Authors: Xiaorui Chen, Qinghua Wang, Fengyun Ni, Jianpeng Ma
Journal, date & volume: Proc. Natl. Acad. Sci. U.S.A., 2010 Jun 22 , 107, 11352-7
PubMed link: http://www.ncbi.nlm.nih.gov/pubmed/20534430
Abstract
Voltage-dependent potassium channels (Kv) are homotetramers composed of four voltage sensors and one pore domain. Because of high-level structural flexibility, the first mammalian Kv structure, Kv1.2 at 2.9 A, has about 37% molecular mass of the transmembrane portion not resolved.
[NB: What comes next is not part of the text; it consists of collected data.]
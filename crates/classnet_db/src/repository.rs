//! Repository factory trait
//!
//! Storage backends are chosen at startup. A factory turns whatever the
//! backend needs (a database client, nothing at all) into a repository.

/// A trait for database repository factories
///
/// Generic over the repository type and the configuration type.
pub trait RepositoryFactory<R, C> {
    /// Create a new repository instance
    fn create_repository(&self, config: C) -> R;
}
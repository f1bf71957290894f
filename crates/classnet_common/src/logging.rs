//! Tracing setup shared by the classnet binaries.
//!
//! `RUST_LOG` always wins. Otherwise the chosen level applies to the classnet
//! crates and the HTTP trace layer while dependencies log warnings only.

use std::str::FromStr;
use tracing::{info, Level};
use tracing_subscriber::{fmt, prelude::*, EnvFilter};

/// Install the subscriber at INFO.
///
/// ```
/// use classnet_common::logging;
///
/// logging::init();
/// // Later calls keep the first subscriber.
/// logging::init_with_level(tracing::Level::DEBUG);
/// ```
pub fn init() {
    init_with_level(Level::INFO);
}

pub fn init_with_level(level: Level) {
    let filter = EnvFilter::try_from_default_env()
        .unwrap_or_else(|_| EnvFilter::new(default_directives(level)));

    // try_init: tests and embedded callers may have installed a subscriber already.
    let installed = tracing_subscriber::registry()
        .with(
            fmt::layer()
                .with_target(true)
                .with_file(true)
                .with_line_number(true)
                .with_thread_ids(true),
        )
        .with(filter)
        .try_init()
        .is_ok();

    if installed {
        info!(%level, "logging initialized");
    }
}

/// Install the subscriber from the optional `logging.level` setting.
pub fn init_from_config(level: Option<&str>) {
    init_with_level(parse_level(level));
}

/// A level name from config, INFO when missing or unrecognized.
pub fn parse_level(level: Option<&str>) -> Level {
    level
        .and_then(|l| Level::from_str(l.trim()).ok())
        .unwrap_or(Level::INFO)
}

fn default_directives(level: Level) -> String {
    format!("warn,classnet={level},tower_http={level}")
}

#[cfg(test)]
mod tests {
    use super::*;

    #[test]
    fn config_levels() {
        assert_eq!(parse_level(Some("debug")), Level::DEBUG);
        assert_eq!(parse_level(Some(" WARN ")), Level::WARN);
        assert_eq!(parse_level(Some("loud")), Level::INFO);
        assert_eq!(parse_level(None), Level::INFO);
    }

    #[test]
    fn directives_scope_level_to_own_crates() {
        let directives = default_directives(Level::DEBUG);
        assert!(directives.starts_with("warn,"));
        assert!(directives.contains("classnet=DEBUG"));
    }

    #[test]
    fn init_is_idempotent() {
        init_from_config(Some("debug"));
        init();
    }
}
In this study, by applying a novel normal-mode-based X-ray crystallographic refinement method to the original diffraction data and structural model, we established the structure of full-length Kv1.2 in its native form. This structure offers mechanistic insights into voltage sensing. Particularly, it shows a hydrophobic layer of about 10 A at the midpoint of the membrane bilayer, which is likely the molecular basis for the observed "focused electric field" of Kv1.2 between the internal and external solutions. This work also demonstrated the potential of the refinement method in bringing up large chunks of missing densities, thus beneficial to structural refinement of many difficult systems.